Project Update

I am happy to inform you that this project has been funded and I began working on it on 04/01/2020. We postulate that muscle wasting and poor muscle function in children with T1D is associated with, and may be predicted by, changes in levels of branched-chain amino acids (BCAA) and their breakdown products. In the first stage of this project, we will compare muscle mass in children with and without T1D; and identify biomarkers that associate with muscle wasting and poor glycemic control in children with T1D. To that end we will use a unique, comprehensive suite of assays in the Metabolomics Core Laboratory at Duke University to measure BCAA and breakdown products. We will evaluate muscle health by a novel D3-creatine dilution method. Our collaborators at UC Berkeley spearheaded the development of this method and demonstrated in humans that it is a noninvasive, reliable technique. A third-party supplier, Cambridge Isotope Laboratories, Inc. will be contracted to prepare and individually-package the D3Cr doses and ship them (in anhydrous form) directly to me. We will order all necessary supplies including custom-designed, filter paper-containing, retractable urine sticks, plastic pipettes and refrigerator; and we will create a RedCap Database. Once all necessary supplies are obtained, we will start subject recruitment. Participants in this study will have a blood sample and a urine sample collected after taking a single dose of a nontoxic chemical called D3-creatine. Their body composition will be measured by a scale-like device. Parents of participating children will also be asked to complete a food and activity questionnaire. In the next part of the project, we will determine if those biomarkers of muscle wasting predict changes in muscle health and glycemic control over time. To that end, participants will be followed for 12 months. This pilot study has the potential to identify novel biomarkers of skeletal muscle health in T1D, and targets for T1D treatment focused on improving skeletal muscle health. These will address our goals of delaying/preventing the development of future diabetic complications and premature death and enhancing patient evaluation and care.

Project Description

Type 1 diabetes (T1D) causes breakdown of skeletal muscle and impairs muscle function. Given the critical importance of skeletal muscle in glucose metabolism and insulin action, the loss of skeletal muscle leads to high blood glucose, high lipid levels, and insulin resistance. These in turn promote development and progression of long-term complications such as blindness, kidney failure, and cardiovascular disease. Thus, keeping skeletal muscle healthy is essential for management of T1D and preventing future complications. However, assessing muscle health in children is difficult and often impractical. Current methods, such as muscle biopsy, are invasive and risky. To that end we need new reliable and non-invasive methods/markers that associate with, or predict, muscle health in children with T1D.

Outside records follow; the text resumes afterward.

//! Bounded per-cell state history.

use crate::error::{ConfigError, HistoryError};
use std::collections::VecDeque;

/// Fixed-depth ring of a cell's most recent states.
///
/// Always holds exactly `depth` entries. Age 0 is the current state,
/// age `depth - 1` the oldest retained one. A fresh history is filled
/// with the initial state at every age.
///
/// # Examples
///
/// ```
/// use latticework_core::StateHistory;
///
/// let mut h = StateHistory::new(3, 0).unwrap();
/// h.push(1);
/// h.push(2);
/// assert_eq!(h.state_at(0), Ok(&2));
/// assert_eq!(h.state_at(1), Ok(&1));
/// assert_eq!(h.state_at(2), Ok(&0));
///
/// h.force_current(9);
/// assert_eq!(h.current(), &9);
/// assert_eq!(h.state_at(1), Ok(&1));
/// ```
#[derive(Clone, Debug, PartialEq, Eq)]
pub struct StateHistory<S> {
    // Front is age 0.
    states: VecDeque<S>,
}

impl<S: Clone> StateHistory<S> {
    /// Create a history of `depth` copies of `initial`.
    ///
    /// Returns `Err(ConfigError::InvalidMemoryDepth)` if `depth == 0`.
    pub fn new(depth: usize, initial: S) -> Result<Self, ConfigError> {
        if depth == 0 {
            return Err(ConfigError::InvalidMemoryDepth { depth });
        }
        let mut states = VecDeque::with_capacity(depth);
        states.resize(depth, initial);
        Ok(Self { states })
    }
}

impl<S> StateHistory<S> {
    /// Number of retained generations.
    pub fn depth(&self) -> usize {
        self.states.len()
    }

    /// The most recent state (age 0).
    pub fn current(&self) -> &S {
        // depth >= 1 is enforced at construction and never changes.
        &self.states[0]
    }

    /// The state `age` generations ago.
    pub fn state_at(&self, age: usize) -> Result<&S, HistoryError> {
        self.states.get(age).ok_or(HistoryError::AgeOutOfRange {
            age,
            depth: self.states.len(),
        })
    }

    /// Record a new generation, dropping the oldest.
    pub fn push(&mut self, state: S) {
        self.states.pop_back();
        self.states.push_front(state);
    }

    /// Overwrite the current state without starting a new generation.
    pub fn force_current(&mut self, state: S) {
        self.states[0] = state;
    }

    /// States from newest to oldest.
    pub fn iter(&self) -> impl Iterator<Item = &S> + '_ {
        self.states.iter()
    }
}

My colleagues and I will measure muscle mass and function in children with Type 1 diabetes using a novel, noninvasive D3-creatine dilution method. We will correlate the measures of muscle mass and function with variations in blood sugar as assessed using continuous glucose monitors and with the levels of blood metabolites of fat, protein, and carbohydrate. This will allow us to identify novel biomarkers that associate with muscle wasting and poor glycemic control in children with type 1 diabetes.

This project has the potential to: 1) characterize a novel, noninvasive technique for measurement of muscle health in children with T1D; 2) identify novel biomarkers of skeletal muscle health in T1D; and 3) identify targets for T1D treatment focused on improving skeletal muscle health. These will address our goals of delaying/preventing the development of future diabetic complications and premature death.